Ho avuto fortuna di poter praticare regolarmente con yudansha di tutti i livelli: sesti, quinti, quarti, terzi, secondi e primi. Pian piano ho cominciato a realizzare che l’esame di quarto dan rappresentava una sorta di “scalino” in cui la selezione diventava più complessa rispetto ai passaggi di grado precedenti. Ho capito che arrivare a questo grado non sarebbe affatto stato un evento “scontato”. Raggiunto il terzo dan, superando tutti gli esami al primo tentativo, mi trovo ad affrontare la cruda realtà sbattuta severamente in faccia. Il mio primo tentativo per il yondan, atteso e non affrontato alla prima occasione per paura di non essere pronti, fallisce.

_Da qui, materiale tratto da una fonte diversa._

// Copyright (c) 2025 Soumyadip Sarkar.
// All rights reserved.
//
// This source code is licensed under the license found in the
// LICENSE file in the root directory of this source tree.

use super::{finish, required};
use crate::api::Response;
use crate::db::Store;
use crate::models::{NewTransaction, TransactionRow};
use crate::money::Money;
use crate::repo::transactions;
use crate::utils::{maybe_print_json, parse_date, parse_id, pretty_table};
use anyhow::{Result, bail};

pub fn handle(store: &Store, m: &clap::ArgMatches) -> Result<()> {
    match m.subcommand() {
        Some(("add", sub)) => add(store, sub)?,
        Some(("list", sub)) => list(store, sub)?,
        Some(("show", sub)) => show(store, sub)?,
        Some(("edit", sub)) => edit(store, sub)?,
        Some(("rm", sub)) => {
            let id = parse_id(required(sub, "id")?, "transaction")?;
            finish(sub, transactions::delete(store, id), |_| format!("Removed transaction {}", id))?;
        }
        _ => {}
    }
    Ok(())
}

/// Reads and validates the shared add/edit fields. Dates are checked here;
/// the store keeps them as given.
pub fn fields(sub: &clap::ArgMatches) -> Result<NewTransaction> {
    let account_id = parse_id(required(sub, "account")?, "account")?;
    let date = parse_date(required(sub, "date")?)?;
    let category_id = sub
        .get_one::<String>("category")
        .map(|s| parse_id(s, "category"))
        .transpose()?;
    Ok(NewTransaction {
        account_id,
        date: date.to_string(),
        description: required(sub, "desc")?.to_string(),
        amount: Money::parse_or_zero(required(sub, "amount")?),
        category_id,
    })
}

fn add(store: &Store, sub: &clap::ArgMatches) -> Result<()> {
    let new = fields(sub)?;
    finish(sub, transactions::add(store, &new), |id| {
        format!(
            "Recorded {} on {} '{}' (id {})",
            new.amount,
            new.date,
            new.description.trim(),
            id
        )
    })
}

fn edit(store: &Store, sub: &clap::ArgMatches) -> Result<()> {
    let id = parse_id(required(sub, "id")?, "transaction")?;
    let new = fields(sub)?;
    finish(sub, transactions::update(store, id, &new), |_| {
        format!("Updated transaction {}", id)
    })
}

fn list(store: &Store, sub: &clap::ArgMatches) -> Result<()> {
    let account_id = sub
        .get_one::<String>("account")
        .map(|s| parse_id(s, "account"))
        .transpose()?;
    let limit = sub.get_one::<usize>("limit").copied();
    let data = transactions::list(store, account_id, limit)?;
    if !maybe_print_json(sub.get_flag("json"), &Response::ok(&data))? {
        println!("{}", table(&data));
    }
    Ok(())
}

fn show(store: &Store, sub: &clap::ArgMatches) -> Result<()> {
    let id = parse_id(required(sub, "id")?, "transaction")?;
    let Some(row) = transactions::get_row(store, id)? else {
        bail!("Transaction {} not found", id);
    };
    if !maybe_print_json(sub.get_flag("json"), &Response::ok(&row))? {
        println!("{}", table(std::slice::from_ref(&row)));
    }
    Ok(())
}

pub fn table(data: &[TransactionRow]) -> comfy_table::Table {
    let rows = data
        .iter()
        .map(|r| {
            vec![
                r.id.to_string(),
                r.date.clone(),
                r.account_name.clone(),
                r.description.clone(),
                r.amount.to_string(),
                r.category_name.clone(),
            ]
        })
        .collect();
    pretty_table(
        &["ID", "Date", "Account", "Description", "Amount", "Category"],
        rows,
    )
}
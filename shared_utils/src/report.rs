//! Report module
//!
//! Summary reporting for batch conversions and the compatibility check
//! command.

use crate::batch::BatchResult;
use crate::compat::CompatibilityVerdict;
use crate::progress::{format_bytes, format_duration};
use console::style;
use std::time::Duration;

pub fn print_summary_report(
    result: &BatchResult,
    duration: Duration,
    input_bytes: u64,
    output_bytes: u64,
) {
    println!();
    println!("╔══════════════════════════════════════════════════════════════════╗");
    println!("║                 📊 Conversion Summary Report                     ║");
    println!("╠══════════════════════════════════════════════════════════════════╣");
    println!(
        "║  📁 Files Processed:    {:>10}                               ║",
        result.total
    );
    println!(
        "║  ⏭️  Already Compatible: {:>10}                               ║",
        result.skipped
    );
    println!(
        "║  📦 Remuxed:            {:>10}                               ║",
        result.remuxed
    );
    println!(
        "║  ⚡ Hardware Encoded:   {:>10}                               ║",
        result.hw_encoded
    );
    println!(
        "║  🖥️  Software Encoded:   {:>10}                               ║",
        result.sw_encoded
    );
    println!(
        "║  ❌ Failed:             {:>10}                               ║",
        result.failed
    );
    println!(
        "║  📈 Success Rate:       {:>9.1}%                               ║",
        result.success_rate()
    );
    println!("╠══════════════════════════════════════════════════════════════════╣");
    println!(
        "║  💾 Input Size:         {:>10}                               ║",
        format_bytes(input_bytes)
    );
    println!(
        "║  💾 Output Size:        {:>10}                               ║",
        format_bytes(output_bytes)
    );
    println!(
        "║  ⏱️  Total Time:         {:>10}                               ║",
        format_duration(duration)
    );
    println!("╚══════════════════════════════════════════════════════════════════╝");

    if !result.errors.is_empty() {
        println!();
        println!("{}", style("❌ Errors encountered:").red().bold());
        println!(
            "━━━━━━━━━━━━━━━━━━━━━━━━━━━━━━━━━━━━━━━━━━━━━━━━━━━━━━━━━━━━━━━━━━━━"
        );
        for (path, error) in &result.errors {
            println!("   {} → {}", path.display(), error);
        }
    }
}

pub fn print_check_header(profile_name: &str) {
    println!("{}", "═".repeat(70));
    println!("🎬 Direct Play Compatibility Check ({})", profile_name);
    println!("{}", "═".repeat(70));
}

/// One line per file, with each deficiency indented under a failing file.
pub fn print_check_file(name: &str, verdict: &CompatibilityVerdict) {
    if verdict.compatible {
        println!("{} {}", style("✅").green(), name);
    } else {
        println!("{} {}", style("❌").red(), name);
        for issue in &verdict.issues {
            println!("   ↳ {}", issue.detail);
        }
    }
}

pub fn print_check_tally(ready: usize, needs_fixing: usize) {
    println!("{}", "═".repeat(70));
    println!(
        "{} Direct Play Ready: {}",
        style("✅").green(),
        style(ready).bold()
    );
    println!(
        "{} Needs Fixing: {}",
        style("❌").red(),
        style(needs_fixing).bold()
    );
    println!("{}", "═".repeat(70));
}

Un giorno il nostro sensei a riguardo dell’esame di quarto dan disse – all’incirca – queste parole: “fino al terzo penso che tutti con il giusto impegno, costanza e perseveranza ci possano arrivare, per il quarto dan invece tutto ciò non basta“. Questa frase mi è rimasta nella testa e da quel momento il superamento dell’esame di yondan è diventato il mio obiettivo fisso nella pratica quotidiana.

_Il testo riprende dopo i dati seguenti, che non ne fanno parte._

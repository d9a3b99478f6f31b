//! Encode planner
//!
//! Turns a compatibility verdict into the cheapest transformation that
//! reaches the target profile, and builds the corresponding ffmpeg
//! argument vectors. Planning is pure: no I/O, no process is spawned, and
//! a plan is never mutated — fallback builds a fresh one.

use crate::compat::{CompatibilityVerdict, TargetProfile};
use crate::ffprobe::MediaDescription;
use crate::hw_encoder::HwEncoder;
use std::path::Path;

/// Software (libx264) quality: lower CRF means higher quality/size.
pub const DEFAULT_CRF: u8 = 18;
/// Effective bitrate ceiling for VBR hardware encoders.
pub const HW_MAXRATE: &str = "12M";
pub const HW_BUFSIZE: &str = "24M";
/// Re-encoded audio target.
pub const AUDIO_BITRATE: &str = "128k";

#[derive(Debug, Clone, Copy, PartialEq, Eq)]
pub enum EncodeStrategy {
    /// Already compatible, spawn nothing
    Skip,
    /// Stream copy into the target container
    Remux,
    HwEncode,
    SwEncode,
}

impl EncodeStrategy {
    pub fn as_str(&self) -> &'static str {
        match self {
            EncodeStrategy::Skip => "skip",
            EncodeStrategy::Remux => "remux",
            EncodeStrategy::HwEncode => "hw-encode",
            EncodeStrategy::SwEncode => "sw-encode",
        }
    }

    /// Tier label used in temporary artifact names.
    pub fn tier_tag(&self) -> &'static str {
        match self {
            EncodeStrategy::Skip => "skip",
            EncodeStrategy::Remux => "remux",
            EncodeStrategy::HwEncode => "hw",
            EncodeStrategy::SwEncode => "sw",
        }
    }
}

/// The fallback tier after a failed attempt, if any. Software encode is
/// terminal: there is nothing below it.
pub fn next_tier(strategy: EncodeStrategy) -> Option<EncodeStrategy> {
    match strategy {
        EncodeStrategy::Remux | EncodeStrategy::HwEncode => Some(EncodeStrategy::SwEncode),
        EncodeStrategy::Skip | EncodeStrategy::SwEncode => None,
    }
}

/// Execution plan for one attempt on one file.
#[derive(Debug, Clone)]
pub struct EncodePlan {
    pub strategy: EncodeStrategy,
    /// Hardware encoder identity; `None` for every other strategy
    pub encoder: Option<HwEncoder>,
    /// Target box when the source exceeds the profile maxima
    pub scale: Option<(u32, u32)>,
    /// Copy the audio stream instead of re-encoding it
    pub copy_audio: bool,
    /// Drop subtitle streams via explicit stream mapping
    pub strip_subtitles: bool,
}

/// Select the cheapest strategy that reaches compatibility.
pub fn build_plan(
    desc: &MediaDescription,
    verdict: &CompatibilityVerdict,
    profile: &TargetProfile,
    hw: Option<&HwEncoder>,
) -> EncodePlan {
    let strategy = if verdict.compatible {
        EncodeStrategy::Skip
    } else if verdict.container_only() {
        EncodeStrategy::Remux
    } else if hw.is_some() {
        EncodeStrategy::HwEncode
    } else {
        EncodeStrategy::SwEncode
    };

    plan_with_strategy(desc, profile, strategy, hw)
}

/// Rebuild a plan for the terminal software tier. Used by the retry path;
/// the failed plan is left untouched.
pub fn force_software(desc: &MediaDescription, profile: &TargetProfile) -> EncodePlan {
    plan_with_strategy(desc, profile, EncodeStrategy::SwEncode, None)
}

fn plan_with_strategy(
    desc: &MediaDescription,
    profile: &TargetProfile,
    strategy: EncodeStrategy,
    hw: Option<&HwEncoder>,
) -> EncodePlan {
    let scale = desc.first_video().and_then(|v| {
        if profile.exceeds_box(v.width, v.height) {
            Some((profile.max_width, profile.max_height))
        } else {
            None
        }
    });

    let copy_audio = desc
        .audio_streams()
        .any(|s| s.codec_name == profile.audio_codec);

    let strip_subtitles =
        !profile.tolerate_subtitles && desc.subtitle_streams().next().is_some();

    EncodePlan {
        encoder: match strategy {
            EncodeStrategy::HwEncode => hw.cloned(),
            _ => None,
        },
        strategy,
        scale,
        copy_audio,
        strip_subtitles,
    }
}

/// Aspect-preserving downscale into `max_w` x `max_h`, forcing the free
/// dimension to the nearest even value (chroma subsampling requirement).
pub fn scale_filter(max_w: u32, max_h: u32) -> String {
    let ar = max_w as f64 / max_h as f64;
    format!(
        "scale='if(gt(iw/ih,{ar}),{w},-2)':'if(gt(iw/ih,{ar}),-2,{h})'",
        ar = ar,
        w = max_w,
        h = max_h
    )
}

fn level_string(max_level: i64) -> String {
    format!("{}.{}", max_level / 10, max_level % 10)
}

fn encode_profile(profile: &TargetProfile) -> &str {
    profile
        .allowed_profiles
        .last()
        .map(|s| s.as_str())
        .unwrap_or("high")
}

/// Thread budget handed to libx264; leaves one core for the progress
/// reader and the rest of the process.
fn encoder_threads() -> usize {
    num_cpus::get().saturating_sub(1).max(1)
}

/// Full ffmpeg argument vector for an encode attempt.
///
/// The progress feed goes to stdout as line-oriented `key=value` pairs
/// (`-progress pipe:1`), stderr carries only errors.
pub fn encode_args(
    plan: &EncodePlan,
    profile: &TargetProfile,
    input: &Path,
    output: &Path,
) -> Vec<String> {
    let mut args: Vec<String> = vec![
        "-hide_banner".into(),
        "-y".into(),
        "-i".into(),
        input.display().to_string(),
    ];

    if plan.strip_subtitles {
        // Keep first video + all audio, drop everything else
        args.extend([
            "-map".into(),
            "0:v:0".into(),
            "-map".into(),
            "0:a?".into(),
            "-sn".into(),
        ]);
    }

    let level = level_string(profile.max_level);
    match plan.encoder {
        Some(ref enc) => {
            args.extend([
                "-c:v".into(),
                enc.name.into(),
                "-pix_fmt".into(),
                profile.pixel_format.clone(),
                "-profile:v".into(),
                encode_profile(profile).to_string(),
                "-level".into(),
                level,
            ]);
            args.extend(enc.rate_args.iter().map(|s| s.to_string()));
            args.extend([
                format!("-{}", enc.quality_param),
                enc.quality_value.to_string(),
                "-maxrate".into(),
                HW_MAXRATE.into(),
                "-bufsize".into(),
                HW_BUFSIZE.into(),
            ]);
        }
        None => {
            args.extend([
                "-c:v".into(),
                "libx264".into(),
                "-preset".into(),
                "slow".into(),
                "-crf".into(),
                DEFAULT_CRF.to_string(),
                "-pix_fmt".into(),
                profile.pixel_format.clone(),
                "-profile:v".into(),
                encode_profile(profile).to_string(),
                "-level".into(),
                level,
                "-threads".into(),
                encoder_threads().to_string(),
            ]);
        }
    }

    if let Some((w, h)) = plan.scale {
        args.extend(["-vf".into(), scale_filter(w, h)]);
    }

    if plan.copy_audio {
        args.extend(["-c:a".into(), "copy".into()]);
    } else {
        args.extend([
            "-c:a".into(),
            "aac".into(),
            "-b:a".into(),
            AUDIO_BITRATE.into(),
            "-ac".into(),
            "2".into(),
        ]);
    }

    args.extend(output_tail(output));
    args
}

/// Stream-copy remux into the target container.
pub fn remux_args(input: &Path, output: &Path) -> Vec<String> {
    let mut args: Vec<String> = vec![
        "-hide_banner".into(),
        "-y".into(),
        "-i".into(),
        input.display().to_string(),
        "-c".into(),
        "copy".into(),
    ];
    args.extend(output_tail(output));
    args
}

fn output_tail(output: &Path) -> Vec<String> {
    vec![
        "-movflags".into(),
        "+faststart".into(),
        "-f".into(),
        "mp4".into(),
        "-progress".into(),
        "pipe:1".into(),
        "-nostats".into(),
        "-loglevel".into(),
        "error".into(),
        output.display().to_string(),
    ]
}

Ieri, 5/12/21, a distanza da 10 anni dall’esame di terzo dan, ho superato l’esame di quarto.

Ma questo non vuole essere un post di celebrazione bensì di ringraziamento. E’ vero che l’esame lo si deve sostenere personalmente ma il percorso di avvicinamento prevede necessariamente l’interazione con altre persone perché il kendo non può essere certo praticato da soli. E quindi il pensiero ricorre a quella fila di persone, ordinate secondo un preciso criterio a cui timidamente mi sono approcciato nel settembre del 2005. Il mio grazie è quindi rivolto inevitabilmente a:
– in primis a chi sta di fronte a questa fila: Edo sensei che mi ha accompagnato in tutti questi anni, non solo durante la pratica, ma domenica anche fisicamente fino a quel di Modena. Con lui, un grazie speciale anche agli altri maestri che ho avuto il piacere di ritrovarmi di fronte. In particolare Donatella e Kawane sensei per i loro consigli preziosi.
– alle persone alla mia destra, in particolare a quelle che c’erano anche in quel giorno in cui iniziai a praticare e che ancora oggi, dopo oltre 15 anni, sono ancora lì: Massimo, Giuseppe e Dominique. Senpai eccezionali dentro e fuori dal dojo, da seguire ed ascoltare ad ogni keiko.
– a quelli che potrei definire allineati a me, al di là di questioni legate al fatto di essersi uniti a pochi mesi di distanza, ovvero Giulio (compagno di tante avventure) e Bianca. E ci aggiungo anche Bruno il saggio. I compagni con cui misurare reciprocamente i piccoli progressi pratica dopo pratica (e ahimè talvolta anche qualche passo indietro).
– a quelli che oggi si trovano alla mia sinistra ma che tra qualche tempo potrei benissimo ritrovarmi alla mia destra: Brunella, Daniele, Emanuele, Valentina, Marco, Francesco, Alessio ed Elisa che in questo particolare momento condizionato dalla pandemia Covid-19, hanno portato un fresco entusiasmo e nuovi stimoli a fare sempre meglio.
– a quelli che comunque in quella fila ci sono stati negli anni precedenti, da ognuno ho imparato qualcosa di utile.
– a chi alla mia destra lo è stato per tanto tempo, sicuramente lo sarebbe ancora oggi, un quarto danguarda caso – che ho sempre apprezzato ed ammirato per la bellissima tecnica ma che purtroppo non c’è più: il tanto rimpianto Pino.

È così che ho pensato alla fila domenica pomeriggio subito dopo aver ritirato il diploma. Ho pensato che in questa fila è bello avere un posto, in quale punto non importa. L’importante è sapere che chi si trova alla propria sinistra, a destra o chi ti è di fronte è una risorsa preziosa da cui attingere ma anche qualcuno a cui è doveroso restituire sempre quanto si riceve secondo quello che è il vero spirito del kendo.